The AHPS survey includes measures of (1) health and health behaviors, (2) neurocognitive function and personality, (3) family relationships and intergenerational support, (4) economic status and capacities, and (5) consent for administrative records links (Table 1). We will also obtain GPS data for current residence as well as data on participants’ primary country, U.S territory, or state of residence during childhood (ages 5–17). Given the geographic distribution of AHSMs in Add Health, we expect AHPS participants to be from all 50 U.S. states/DC or all 4 major U.S. Census regions (37% South, 24% Midwest, 15% Northeast, and 24% West). We also expect approximately 24% to be living in rural areas, 36% in suburban areas, and 40% in urban areas.

Table 1

Add Health Parent Study (AHPS) and Family Health History (FHH) survey content overview

Topic	Specific Measures
AHPS
Health and Health Behaviors	Self-assessment of overall general health, and incidence and age-of-onset for provider-diagnosed chronic illnesses, self-reported depressive symptoms, self-perceived stress, experiences of discrimination, access to health care services, health insurance, medication log linked to associated diagnostic codes, smoking, drinking, substance use, diet, and physical activity, social relationships, social integration, and loneliness
Cognitive Functioning and Personality	Word recall test, the number series test, 20-item Mini-IPIP Big Five Personality factors, 2-item Grit Scale, 3-item self-control scale, and self-evaluation of mastery, optimism, anxiety, anger, and hostility
Family Relationships and Intergenerational Support	Roster of all of each Wave 1 Parent’s (W1Ps) children (including step and biological) with age, gender, education and marital status of each, length of the relationship and relationship quality (e.g., happiness and commitment) with current spouses/partners (S/P), parents’ living status and co-residential status, relationship quality (e.g., closeness and contact frequency) with the Add Health Sample Member (AHSM), recent and life-cycle transfers of time, money, and emotional support between the W1P and children (including AHSM), S/P and parents, and W1Ps’ perceptions and knowledge of the financial status and health of their AHSM children
Economic Status and Capacities	Income, financial assets, employment; labor earnings and unemployment benefits; disability status, workman’s compensation and disability benefits; and retirement status and pension and social security benefits
Consent for Administrative Record Links	Respondent’s permission to link to their Medicare and Medicaid records for all the years between 1991 and 2035 in which they were or will be participating, to geocode their home addresses to link multilevel contextual data.
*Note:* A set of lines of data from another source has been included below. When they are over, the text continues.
use super::Vec3;

/// Half-line from an origin along a direction, parameterized by `t`.
/// The direction is not required to be unit length; `t` is measured in
/// multiples of it.
#[derive(Debug, Clone, Copy)]
pub struct Ray {
    pub origin: Vec3,
    pub direction: Vec3,
}

impl Ray {
    pub fn new(origin: Vec3, direction: Vec3) -> Ray {
        Ray { origin, direction }
    }

    pub fn at(self: &Self, t: f64) -> Vec3 {
        self.origin + self.direction * t
    }
}

#[cfg(test)]
mod tests {
    use super::*;

    #[test]
    fn test_at_walks_along_the_direction() {
        let ray = Ray::new(Vec3::new(1.0, 0.0, 0.0), Vec3::new(0.0, 2.0, 0.0));
        assert_eq!(ray.at(0.0), ray.origin);
        assert_eq!(ray.at(1.5), Vec3::new(1.0, 3.0, 0.0));
    }
}
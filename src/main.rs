use std::error::Error;
use std::fs;
use std::io;
use std::time::Instant;

use clap::Parser;

use rayon::prelude::*;

mod raytracing;
use raytracing::canvas::Canvas;
use raytracing::core::render_pixel;
use raytracing::parser::{SceneDescription, SceneParser};

#[derive(Debug, Parser)]
#[command(version, about, long_about = None)]
struct Args {
    /// the input path to the scene file
    scene: String,
    /// the path where is saved the rendered image
    #[arg(short, long, default_value = "output.png")]
    output: String,
    /// maximum number of recursive reflection bounces per ray
    #[arg(short, long, default_value_t = 3)]
    depth: u32,
    /// paint the result to the terminal as ANSI color blocks instead of saving it
    #[arg(long, default_value = "false")]
    terminal: bool,
}

fn main() -> Result<(), Box<dyn Error>> {
    env_logger::init();
    let args = Args::parse();

    let content = fs::read_to_string(&args.scene)?;
    let mut parser = SceneParser::new(&content);
    let parser_result = parser.parse_scene();
    if let Err(parser_error) = parser_result {
        parser_error.print_error_location(&content);
        return Err(Box::from(format!("parser error {}", parser_error.message)));
    }

    let SceneDescription {
        width,
        height,
        viewport,
        camera,
        scene,
    } = parser_result.unwrap();

    log::debug!(
        "scene has {} spheres and {} lights",
        scene.objects.len(),
        scene.lights.len()
    );

    let mut canvas = Canvas::new(width, height);
    log::debug!(
        "canvas bounds: left {} right {} bottom {} top {}",
        canvas.left(),
        canvas.right(),
        canvas.bottom(),
        canvas.top()
    );

    // measure time
    let start = Instant::now();
    // every pixel only reads the scene, so the whole frame is a parallel map
    let coordinates: Vec<(i32, i32)> = canvas.coordinates().collect();
    let colors: Vec<_> = coordinates
        .par_iter()
        .map(|&pixel| {
            render_pixel(
                pixel,
                &viewport,
                canvas.dimensions(),
                &camera,
                &scene,
                args.depth,
            )
        })
        .collect();
    for (&(x, y), color) in coordinates.iter().zip(colors) {
        canvas.put_pixel(x, y, color);
    }

    log::info!("rendered {}x{} pixels in {:?}", width, height, start.elapsed());

    if args.terminal {
        canvas.paint(&mut io::stdout().lock())?;
    } else {
        canvas.save(&args.output)?;
        log::info!("saved {}", args.output);
    }
    Ok(())
}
We will also link to the National Death Index (NDI) to confirm deaths uncovered during fieldwork and check whether W1Ps in our sample that we could not locate have died.
Geographic Data	GPS data for current residence; primary country, U.S territory, or state of residence during childhood (ages 5–17)
FHH	Whether biological parents are living and whether biological relatives (i.e. mother, father, siblings, aunts/uncles, or grandparents) were ever diagnosed with coronary heart disease, stroke, diabetes, hypertension, hyperlipidemia, cancer (including specifically breast cancer, colon cancer, ovarian cancer, prostate cancer, lung cancer, or other), depression, dementia or Alzheimer’s Disease, heavy alcohol use or alcoholism, obesity, asthma, or arthritis.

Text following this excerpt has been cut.